So much has changed in just a few days: one week ago people cared about boring stuff like seasonally adjusted payrolls (a product of White House administration propaganda as much as actual data) and the readjusted Consumer Price Index (also a product of White House administration propaganda as much as actual data). Well, nothing like a bank crisis to clear one's head of goal-seeked data that would make Beijing blush. And also - apparently - there is nothing like a bank crisis to send inflation expectations plummeting.
Earlier today, in breach of today's data vacuum, the NY Fed published its latest Survey of Consumer Expectations, which showed that inflation expectations collapsed at the 1-year horizon, plunging by 0.8% to 4.2%, the lowest since May 2021...
... and the biggest monthly drop on record for the series! One can only imagine what the read would have been if the poll had taken place after the collapse of SIVB and SBNY.
At the same time, 3Yr inflation expectations remained unchanged, and slightly increased at the long-term horizon.
Most importantly, expectations about year-ahead price increases for core staples such as gas, food, cost of rent, college education, and medical care all declined as follows:
Needless to say, this number will only go down the worst the banking crisis gets.

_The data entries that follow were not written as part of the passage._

use std::sync::Arc;

use anyhow::{anyhow, Context, Result};
use async_trait::async_trait;
use chrono::{NaiveDate, Utc};
use clap::{ArgAction, Args, Parser, Subcommand, ValueEnum};
use lovepage_api::{
    config::{self, AppConfig},
    db,
    entities::{CouponModel, DiscountType, PlanModel},
    errors::ServiceError,
    repositories::{NewCoupon, NewPlan},
    services::{
        coupons::{DiscountSource, ResolutionOutcome, ResolvedDiscount},
        factory::ServiceFactory,
        payments::StripeClient,
        promotions::{ExternalPromotion, PromotionLookup},
    },
};
use rust_decimal::Decimal;
use serde_json::json;
use uuid::Uuid;

#[tokio::main]
async fn main() -> Result<()> {
    let cli = Cli::parse();
    let context = CliContext::initialize().await?;

    match cli.command {
        Commands::Migrate => handle_migrate(&context).await?,
        Commands::Plans(command) => handle_plans_command(&context, command, cli.json).await?,
        Commands::Coupons(command) => handle_coupons_command(&context, command, cli.json).await?,
        Commands::Quote(args) => handle_quote(&context, args, cli.json).await?,
        Commands::Checkout(args) => handle_checkout(&context, args, cli.json).await?,
    }

    Ok(())
}

#[derive(Parser)]
#[command(name = "lovepage", about = "LovePage CLI for plans, coupons and checkout", version)]
struct Cli {
    #[arg(
        long,
        global = true,
        action = ArgAction::SetTrue,
        help = "Render command output as pretty JSON when available"
    )]
    json: bool,
    #[command(subcommand)]
    command: Commands,
}

#[derive(Subcommand)]
enum Commands {
    /// Apply pending database migrations
    Migrate,
    #[command(subcommand)]
    Plans(PlansCommands),
    #[command(subcommand)]
    Coupons(CouponsCommands),
    /// Price a plan with an optional discount code
    Quote(QuoteArgs),
    /// Open a hosted checkout session with the payment provider
    Checkout(CheckoutArgs),
}

#[derive(Subcommand)]
enum PlansCommands {
    Create(CreatePlanArgs),
    List,
}

#[derive(Args)]
struct CreatePlanArgs {
    #[arg(long, help = "Display name of the plan")]
    name: String,
    #[arg(long, help = "Optional description")]
    description: Option<String>,
    #[arg(long, help = "Price in minor currency units (e.g. 1990 for 19.90)")]
    price_cents: i64,
}

#[derive(Subcommand)]
enum CouponsCommands {
    Create(CreateCouponArgs),
    /// Resolve a code against a price without touching usage counters
    Check(CheckCouponArgs),
    /// Count one use of a coupon
    Redeem(RedeemCouponArgs),
}

#[derive(Clone, Copy, ValueEnum)]
enum DiscountKind {
    Percentage,
    FixedAmount,
}

impl From<DiscountKind> for DiscountType {
    fn from(kind: DiscountKind) -> Self {
        match kind {
            DiscountKind::Percentage => DiscountType::Percentage,
            DiscountKind::FixedAmount => DiscountType::FixedAmount,
        }
    }
}

#[derive(Args)]
struct CreateCouponArgs {
    #[arg(long, help = "Coupon code; stored upper-case")]
    code: String,
    #[arg(long = "type", value_enum, help = "Discount kind")]
    discount_type: DiscountKind,
    #[arg(long, help = "Percentage, or amount in major currency units")]
    value: Decimal,
    #[arg(long, help = "Maximum number of redemptions")]
    limit: Option<i32>,
    #[arg(long, help = "First valid day (YYYY-MM-DD)")]
    start: Option<NaiveDate>,
    #[arg(long, help = "Last valid day (YYYY-MM-DD)")]
    end: Option<NaiveDate>,
    #[arg(long, value_parser = clap::value_parser!(Uuid), help = "Referral partner (UUID)")]
    partner: Option<Uuid>,
    #[arg(long, action = ArgAction::SetTrue, help = "Create the coupon disabled")]
    inactive: bool,
}

#[derive(Args)]
struct CheckCouponArgs {
    #[arg(long, help = "Code to resolve")]
    code: String,
    #[arg(long, help = "Base price in minor currency units")]
    amount: i64,
}

#[derive(Args)]
struct RedeemCouponArgs {
    #[arg(long, value_parser = clap::value_parser!(Uuid), help = "Coupon identifier (UUID)")]
    id: Uuid,
}

#[derive(Args)]
struct QuoteArgs {
    #[arg(long, value_parser = clap::value_parser!(Uuid), help = "Plan identifier (UUID)")]
    plan: Uuid,
    #[arg(long, help = "Optional discount code")]
    code: Option<String>,
}

#[derive(Args)]
struct CheckoutArgs {
    #[arg(long, value_parser = clap::value_parser!(Uuid), help = "Plan identifier (UUID)")]
    plan: Uuid,
    #[arg(long, help = "Optional discount code")]
    code: Option<String>,
    #[arg(long, help = "Customer email to prefill on the checkout page")]
    email: Option<String>,
}

struct CliContext {
    factory: ServiceFactory,
}

impl CliContext {
    async fn initialize() -> Result<Self> {
        let config = config::load_config().context("failed to load application config")?;
        config::init_tracing(config.log_level(), config.log_json);

        let db_pool = db::establish_connection_from_app_config(&config)
            .await
            .context("failed to connect to database")?;

        Ok(Self {
            factory: ServiceFactory::new(Arc::new(db_pool), config),
        })
    }

    fn config(&self) -> &AppConfig {
        self.factory.config()
    }

    /// Provider lookup when a secret is configured; otherwise every deferral
    /// fails as unavailable.
    fn promotion_lookup(&self) -> Result<Arc<dyn PromotionLookup>> {
        if self.config().payment_provider_secret_key.is_some() {
            let client = StripeClient::from_config(self.config())
                .context("failed to build payment provider client")?;
            Ok(Arc::new(client))
        } else {
            Ok(Arc::new(UnconfiguredProvider))
        }
    }
}

struct UnconfiguredProvider;

#[async_trait]
impl PromotionLookup for UnconfiguredProvider {
    async fn find_active_promotion(
        &self,
        _code: &str,
    ) -> Result<Option<ExternalPromotion>, ServiceError> {
        Err(ServiceError::ServiceUnavailable(
            "payment provider is not configured".to_string(),
        ))
    }
}

async fn handle_migrate(context: &CliContext) -> Result<()> {
    db::run_migrations(context.factory.db_pool())
        .await
        .context("failed to run migrations")?;
    println!("Migrations applied");
    Ok(())
}

async fn handle_plans_command(
    context: &CliContext,
    command: PlansCommands,
    json: bool,
) -> Result<()> {
    let plans = context.factory.plan_repository();

    match command {
        PlansCommands::Create(args) => {
            let plan = plans
                .create(NewPlan {
                    name: args.name,
                    description: args.description,
                    price_cents: args.price_cents,
                })
                .await
                .context("failed to create plan")?;

            if json {
                print_json(&plan)?;
            } else {
                println!("Created plan:");
                render_plan(&plan);
            }
        }
        PlansCommands::List => {
            let active = plans.list_active().await.context("failed to list plans")?;

            if json {
                print_json(&active)?;
            } else if active.is_empty() {
                println!("No active plans");
            } else {
                for plan in &active {
                    render_plan(plan);
                }
            }
        }
    }

    Ok(())
}

async fn handle_coupons_command(
    context: &CliContext,
    command: CouponsCommands,
    json: bool,
) -> Result<()> {
    let coupons = context.factory.coupon_repository();

    match command {
        CouponsCommands::Create(args) => {
            let coupon = coupons
                .create(NewCoupon {
                    code: args.code,
                    discount_type: args.discount_type.into(),
                    discount_value: args.value,
                    usage_limit: args.limit,
                    start_date: args.start,
                    end_date: args.end,
                    active: !args.inactive,
                    partner_id: args.partner,
                })
                .await
                .context("failed to create coupon")?;

            if json {
                print_json(&coupon)?;
            } else {
                println!("Created coupon:");
                render_coupon(&coupon);
            }
        }
        CouponsCommands::Check(args) => {
            let outcome = context
                .factory
                .coupon_resolver()
                .resolve(&args.code, args.amount, Utc::now())
                .await
                .context("failed to resolve coupon")?;

            let view = outcome_json(&outcome);
            if json {
                print_json(&view)?;
            } else {
                render_outcome(&outcome);
            }
        }
        CouponsCommands::Redeem(args) => {
            let redeemed = coupons
                .record_redemption(args.id)
                .await
                .context("failed to record redemption")?;

            if json {
                print_json(&json!({ "coupon_id": args.id, "redeemed": redeemed }))?;
            } else if redeemed {
                println!("Redemption recorded for coupon {}", args.id);
            }
            ensure_redeemed(args.id, redeemed)?;
        }
    }

    Ok(())
}

async fn handle_quote(context: &CliContext, args: QuoteArgs, json: bool) -> Result<()> {
    let plan = context
        .factory
        .plan_repository()
        .find_active(args.plan)
        .await
        .context("failed to load plan")?
        .ok_or_else(|| anyhow!("plan {} not found", args.plan))?;

    let composer = context.factory.price_composer(context.promotion_lookup()?);
    let quote = composer
        .compose(plan.price_cents, args.code.as_deref(), Utc::now())
        .await
        .context("checkout rejected")?;

    if json {
        print_json(&json!({
            "plan_id": plan.id,
            "quote": quote.quote,
            "discount": quote.discount.as_ref().map(discount_json),
            "metadata": quote.metadata,
        }))?;
    } else {
        println!(
            "{}: base {} - discount {} = {}",
            plan.name,
            quote.quote.base_amount,
            quote.quote.discount_amount,
            quote.quote.final_amount
        );
        if let Some(reference) = quote.promotion_reference() {
            println!("Provider promotion {} applies at checkout", reference);
        }
    }

    Ok(())
}

async fn handle_checkout(context: &CliContext, args: CheckoutArgs, json: bool) -> Result<()> {
    let service = context
        .factory
        .provider_checkout_service()
        .context("payment provider is not configured")?;

    let session = service
        .start_checkout(args.plan, args.code.as_deref(), args.email)
        .await
        .context("failed to start checkout")?;

    if json {
        print_json(&session)?;
    } else {
        println!("Checkout session {}", session.id);
        if let Some(url) = &session.url {
            println!("Pay at: {}", url);
        }
    }

    Ok(())
}

/// A refused redemption fails the command in every output mode.
fn ensure_redeemed(coupon_id: Uuid, redeemed: bool) -> Result<()> {
    if redeemed {
        Ok(())
    } else {
        Err(anyhow!(
            "coupon {} is unknown, inactive or exhausted",
            coupon_id
        ))
    }
}

fn discount_json(discount: &ResolvedDiscount) -> serde_json::Value {
    match &discount.source {
        DiscountSource::Local {
            coupon_id,
            discount_type,
            discount_value,
        } => json!({
            "source": "local",
            "code": discount.code,
            "coupon_id": coupon_id,
            "discount_type": discount_type.as_str(),
            "discount_value": discount_value,
            "discount_cents": discount.discount_cents,
        }),
        DiscountSource::External { promotion_id } => json!({
            "source": "external",
            "code": discount.code,
            "promotion_id": promotion_id,
        }),
    }
}

fn outcome_json(outcome: &ResolutionOutcome) -> serde_json::Value {
    match outcome {
        ResolutionOutcome::NoCodeProvided => json!({ "outcome": "no_code_provided" }),
        ResolutionOutcome::Rejected(reasons) => json!({
            "outcome": "rejected",
            "reasons": reasons.iter().map(|r| r.to_string()).collect::<Vec<_>>(),
        }),
        ResolutionOutcome::Accepted(discount) => json!({
            "outcome": "accepted",
            "discount": discount_json(discount),
        }),
        ResolutionOutcome::DeferToExternal(code) => json!({
            "outcome": "defer_to_external",
            "code": code,
        }),
    }
}

fn print_json<T: serde::Serialize>(value: &T) -> Result<()> {
    println!("{}", serde_json::to_string_pretty(value)?);
    Ok(())
}

fn render_plan(plan: &PlanModel) {
    println!(
        "- Plan {} • {} • {} cents",
        plan.id, plan.name, plan.price_cents
    );
}

fn render_coupon(coupon: &CouponModel) {
    let limit = coupon
        .usage_limit
        .map(|l| l.to_string())
        .unwrap_or_else(|| "unlimited".to_string());
    println!(
        "- Coupon {} • {} • {} {} • used {}/{} • {}",
        coupon.id,
        coupon.code,
        coupon.discount_type.as_str(),
        coupon.discount_value,
        coupon.used_count,
        limit,
        if coupon.active { "active" } else { "inactive" }
    );
}

fn render_outcome(outcome: &ResolutionOutcome) {
    match outcome {
        ResolutionOutcome::NoCodeProvided => println!("No code provided"),
        ResolutionOutcome::Rejected(reasons) => {
            let labels: Vec<String> = reasons.iter().map(|r| r.to_string()).collect();
            println!("Rejected: {}", labels.join(", "));
        }
        ResolutionOutcome::Accepted(discount) => println!(
            "Accepted {}: {} cents off",
            discount.code, discount.discount_cents
        ),
        ResolutionOutcome::DeferToExternal(code) => {
            println!("{} is not a local coupon; the payment provider decides", code)
        }
    }
}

And like that... inflation is gone.
This was the first of a run of key readings on inflation (CPI and PPI are due tomorrow and Wednesday), consumer spending and sentiment that could determine whether the U.S. central bank presses on with interest rate hikes or pauses to measure the fallout from bank failures that prompted it to take emergency action.
On the other side, labor market expectations improved, with unemployment expectations and perceived job loss risk decreasing and job finding expectations increasing, but expect this to crater in the March survey after several hundreds thousand people are let go as a consequences of the fast spreading bank crisis contagion.
There was more bizarre optimism as expectations for voluntary job quits reached the highest level since the start of the pandemic. Households’ perceptions and expectations for current and future financial situations both improved.
Some more details from the report:
One of the more notable expectations was that 32% of consumers expect higher rates on savings accounts. Well, we have some bad news...
Finally, the mean perceived probability that U.S. stock prices will be higher 12 months from now increased by 0.7 percentage point to 36.4%. Good luck with that.
Full report here.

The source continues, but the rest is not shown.